[Stored data]
=====
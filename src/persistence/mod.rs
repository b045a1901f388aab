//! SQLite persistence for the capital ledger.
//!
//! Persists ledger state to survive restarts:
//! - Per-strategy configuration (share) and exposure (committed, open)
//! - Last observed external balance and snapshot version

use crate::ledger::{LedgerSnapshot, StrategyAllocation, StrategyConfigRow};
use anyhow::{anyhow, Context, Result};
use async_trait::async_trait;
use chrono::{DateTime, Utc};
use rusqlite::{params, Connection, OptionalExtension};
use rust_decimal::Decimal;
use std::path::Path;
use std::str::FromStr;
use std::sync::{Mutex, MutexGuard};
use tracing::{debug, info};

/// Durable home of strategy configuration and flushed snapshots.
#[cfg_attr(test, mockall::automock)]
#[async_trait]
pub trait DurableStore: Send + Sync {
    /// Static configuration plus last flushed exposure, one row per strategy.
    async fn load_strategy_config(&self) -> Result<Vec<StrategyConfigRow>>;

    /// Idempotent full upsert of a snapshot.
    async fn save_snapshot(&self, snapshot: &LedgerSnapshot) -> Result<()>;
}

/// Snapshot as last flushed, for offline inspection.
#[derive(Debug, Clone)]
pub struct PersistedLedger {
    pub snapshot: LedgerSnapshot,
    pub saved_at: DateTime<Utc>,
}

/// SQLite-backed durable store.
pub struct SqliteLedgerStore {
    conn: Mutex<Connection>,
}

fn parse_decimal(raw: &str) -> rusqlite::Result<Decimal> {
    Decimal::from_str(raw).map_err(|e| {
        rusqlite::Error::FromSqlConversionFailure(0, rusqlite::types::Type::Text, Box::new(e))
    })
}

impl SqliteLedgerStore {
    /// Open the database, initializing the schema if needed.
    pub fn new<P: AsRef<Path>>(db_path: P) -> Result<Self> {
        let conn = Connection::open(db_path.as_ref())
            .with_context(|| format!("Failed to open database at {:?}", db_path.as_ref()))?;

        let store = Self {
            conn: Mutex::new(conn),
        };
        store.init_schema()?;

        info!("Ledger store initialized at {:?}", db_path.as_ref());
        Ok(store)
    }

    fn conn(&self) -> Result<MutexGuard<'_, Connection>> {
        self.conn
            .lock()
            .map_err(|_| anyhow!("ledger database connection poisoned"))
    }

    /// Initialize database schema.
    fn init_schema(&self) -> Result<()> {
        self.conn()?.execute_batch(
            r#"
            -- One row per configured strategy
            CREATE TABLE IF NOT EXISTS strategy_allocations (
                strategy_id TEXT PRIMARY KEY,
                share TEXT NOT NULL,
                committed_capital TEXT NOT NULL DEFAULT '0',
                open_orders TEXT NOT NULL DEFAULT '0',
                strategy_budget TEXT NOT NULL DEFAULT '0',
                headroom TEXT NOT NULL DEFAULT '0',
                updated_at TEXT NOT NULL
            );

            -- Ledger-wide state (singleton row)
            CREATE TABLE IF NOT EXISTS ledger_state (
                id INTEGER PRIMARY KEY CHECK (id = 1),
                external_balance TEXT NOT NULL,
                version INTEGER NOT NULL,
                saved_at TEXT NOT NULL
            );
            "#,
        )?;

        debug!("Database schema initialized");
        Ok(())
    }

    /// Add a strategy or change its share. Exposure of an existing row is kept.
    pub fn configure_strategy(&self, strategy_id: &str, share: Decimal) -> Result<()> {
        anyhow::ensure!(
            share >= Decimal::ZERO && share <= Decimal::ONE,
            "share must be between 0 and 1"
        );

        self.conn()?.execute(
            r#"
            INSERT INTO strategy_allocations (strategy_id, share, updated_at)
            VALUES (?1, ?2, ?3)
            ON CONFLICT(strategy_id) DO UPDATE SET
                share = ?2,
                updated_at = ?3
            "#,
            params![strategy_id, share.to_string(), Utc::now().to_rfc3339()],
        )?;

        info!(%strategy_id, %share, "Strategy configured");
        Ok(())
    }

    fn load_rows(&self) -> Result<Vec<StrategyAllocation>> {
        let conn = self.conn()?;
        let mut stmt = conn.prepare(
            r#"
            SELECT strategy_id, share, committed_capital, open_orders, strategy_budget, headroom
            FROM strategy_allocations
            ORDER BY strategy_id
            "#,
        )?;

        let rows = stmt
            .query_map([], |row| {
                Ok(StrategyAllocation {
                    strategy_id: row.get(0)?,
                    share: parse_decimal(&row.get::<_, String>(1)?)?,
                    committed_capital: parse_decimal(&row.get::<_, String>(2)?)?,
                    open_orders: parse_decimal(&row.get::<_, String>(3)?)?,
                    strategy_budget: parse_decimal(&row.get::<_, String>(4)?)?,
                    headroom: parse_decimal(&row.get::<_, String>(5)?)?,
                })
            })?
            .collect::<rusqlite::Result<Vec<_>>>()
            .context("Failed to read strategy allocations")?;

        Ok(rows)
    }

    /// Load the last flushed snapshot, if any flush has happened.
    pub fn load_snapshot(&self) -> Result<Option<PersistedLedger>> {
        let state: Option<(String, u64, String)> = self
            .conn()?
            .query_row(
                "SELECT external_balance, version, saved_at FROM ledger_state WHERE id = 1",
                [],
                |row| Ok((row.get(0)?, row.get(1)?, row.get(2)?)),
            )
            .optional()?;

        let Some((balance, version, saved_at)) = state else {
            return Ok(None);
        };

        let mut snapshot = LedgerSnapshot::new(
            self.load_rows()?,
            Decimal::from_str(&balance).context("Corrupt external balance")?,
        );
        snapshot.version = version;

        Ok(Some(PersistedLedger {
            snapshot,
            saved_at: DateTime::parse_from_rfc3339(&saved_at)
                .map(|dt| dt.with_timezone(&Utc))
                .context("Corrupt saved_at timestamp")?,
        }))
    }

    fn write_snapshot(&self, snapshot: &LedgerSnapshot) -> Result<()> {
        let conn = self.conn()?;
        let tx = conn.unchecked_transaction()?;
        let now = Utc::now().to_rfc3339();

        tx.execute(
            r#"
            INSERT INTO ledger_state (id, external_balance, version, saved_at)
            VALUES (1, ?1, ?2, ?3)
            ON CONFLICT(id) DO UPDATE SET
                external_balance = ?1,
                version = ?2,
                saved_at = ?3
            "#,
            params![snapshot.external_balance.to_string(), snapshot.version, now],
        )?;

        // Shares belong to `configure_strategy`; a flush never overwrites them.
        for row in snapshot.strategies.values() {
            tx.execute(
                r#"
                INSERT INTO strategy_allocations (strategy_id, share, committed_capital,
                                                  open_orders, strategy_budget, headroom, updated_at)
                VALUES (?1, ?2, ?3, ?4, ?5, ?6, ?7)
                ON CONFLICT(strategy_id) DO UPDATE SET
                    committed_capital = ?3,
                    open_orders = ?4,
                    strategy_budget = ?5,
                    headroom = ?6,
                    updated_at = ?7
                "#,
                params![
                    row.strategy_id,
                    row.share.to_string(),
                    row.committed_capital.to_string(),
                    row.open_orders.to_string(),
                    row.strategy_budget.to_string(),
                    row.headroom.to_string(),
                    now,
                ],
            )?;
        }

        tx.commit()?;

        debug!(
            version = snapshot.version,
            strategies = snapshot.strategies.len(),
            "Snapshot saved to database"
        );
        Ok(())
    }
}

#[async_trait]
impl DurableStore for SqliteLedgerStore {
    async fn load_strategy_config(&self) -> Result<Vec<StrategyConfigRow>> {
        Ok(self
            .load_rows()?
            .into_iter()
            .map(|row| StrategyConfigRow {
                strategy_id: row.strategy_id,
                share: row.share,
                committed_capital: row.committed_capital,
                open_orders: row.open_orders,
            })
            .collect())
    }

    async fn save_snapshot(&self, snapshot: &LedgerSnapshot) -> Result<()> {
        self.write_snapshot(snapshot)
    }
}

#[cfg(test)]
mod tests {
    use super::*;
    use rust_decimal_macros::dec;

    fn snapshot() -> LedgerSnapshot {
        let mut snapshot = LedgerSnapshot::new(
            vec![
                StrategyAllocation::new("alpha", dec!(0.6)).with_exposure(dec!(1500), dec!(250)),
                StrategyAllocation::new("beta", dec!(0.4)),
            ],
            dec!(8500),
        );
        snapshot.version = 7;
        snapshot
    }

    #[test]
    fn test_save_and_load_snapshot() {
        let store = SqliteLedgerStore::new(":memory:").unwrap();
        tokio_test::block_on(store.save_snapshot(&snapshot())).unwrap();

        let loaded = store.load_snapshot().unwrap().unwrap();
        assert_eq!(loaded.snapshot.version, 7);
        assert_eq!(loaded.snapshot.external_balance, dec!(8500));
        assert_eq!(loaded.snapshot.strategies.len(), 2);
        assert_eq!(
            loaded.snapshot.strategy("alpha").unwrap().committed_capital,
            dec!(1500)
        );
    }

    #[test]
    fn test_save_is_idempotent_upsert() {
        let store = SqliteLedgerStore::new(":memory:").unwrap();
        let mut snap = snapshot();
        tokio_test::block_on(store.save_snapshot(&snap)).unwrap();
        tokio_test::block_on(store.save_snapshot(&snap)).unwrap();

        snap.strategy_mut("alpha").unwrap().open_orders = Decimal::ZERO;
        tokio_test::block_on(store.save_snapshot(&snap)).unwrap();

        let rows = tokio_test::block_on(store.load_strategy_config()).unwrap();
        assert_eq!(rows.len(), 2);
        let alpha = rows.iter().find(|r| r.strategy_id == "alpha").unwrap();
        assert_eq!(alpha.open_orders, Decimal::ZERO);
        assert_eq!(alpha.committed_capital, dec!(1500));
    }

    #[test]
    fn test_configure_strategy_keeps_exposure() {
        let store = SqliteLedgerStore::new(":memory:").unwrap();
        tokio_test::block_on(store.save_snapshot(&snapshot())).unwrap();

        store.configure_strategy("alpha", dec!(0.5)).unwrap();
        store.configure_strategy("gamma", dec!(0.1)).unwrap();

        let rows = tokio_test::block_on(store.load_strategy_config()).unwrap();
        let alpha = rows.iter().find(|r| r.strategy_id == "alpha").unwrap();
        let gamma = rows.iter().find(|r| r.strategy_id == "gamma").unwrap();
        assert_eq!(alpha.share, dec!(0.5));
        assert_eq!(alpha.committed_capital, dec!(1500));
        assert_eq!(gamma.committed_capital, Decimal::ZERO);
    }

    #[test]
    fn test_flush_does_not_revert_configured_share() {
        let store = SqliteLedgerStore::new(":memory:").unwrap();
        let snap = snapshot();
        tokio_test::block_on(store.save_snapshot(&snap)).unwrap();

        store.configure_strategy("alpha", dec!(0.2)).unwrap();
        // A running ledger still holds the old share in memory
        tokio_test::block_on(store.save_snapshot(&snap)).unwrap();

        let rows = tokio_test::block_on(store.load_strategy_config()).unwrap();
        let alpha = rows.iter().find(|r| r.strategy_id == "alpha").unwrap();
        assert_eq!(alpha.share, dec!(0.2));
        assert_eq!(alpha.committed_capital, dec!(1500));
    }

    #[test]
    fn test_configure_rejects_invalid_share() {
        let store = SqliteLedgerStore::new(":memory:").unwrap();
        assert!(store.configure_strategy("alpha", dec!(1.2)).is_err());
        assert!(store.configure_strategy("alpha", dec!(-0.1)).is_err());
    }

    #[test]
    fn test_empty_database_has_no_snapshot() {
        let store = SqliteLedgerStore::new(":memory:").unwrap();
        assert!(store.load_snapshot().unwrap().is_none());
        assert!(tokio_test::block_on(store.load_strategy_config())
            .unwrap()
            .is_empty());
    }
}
=====
• _What needs to be done_: List every line in the records above that contains the word "CONFLICT".

• _Task result_:
            ON CONFLICT(strategy_id) DO UPDATE SET
            ON CONFLICT(id) DO UPDATE SET
                ON CONFLICT(strategy_id) DO UPDATE SET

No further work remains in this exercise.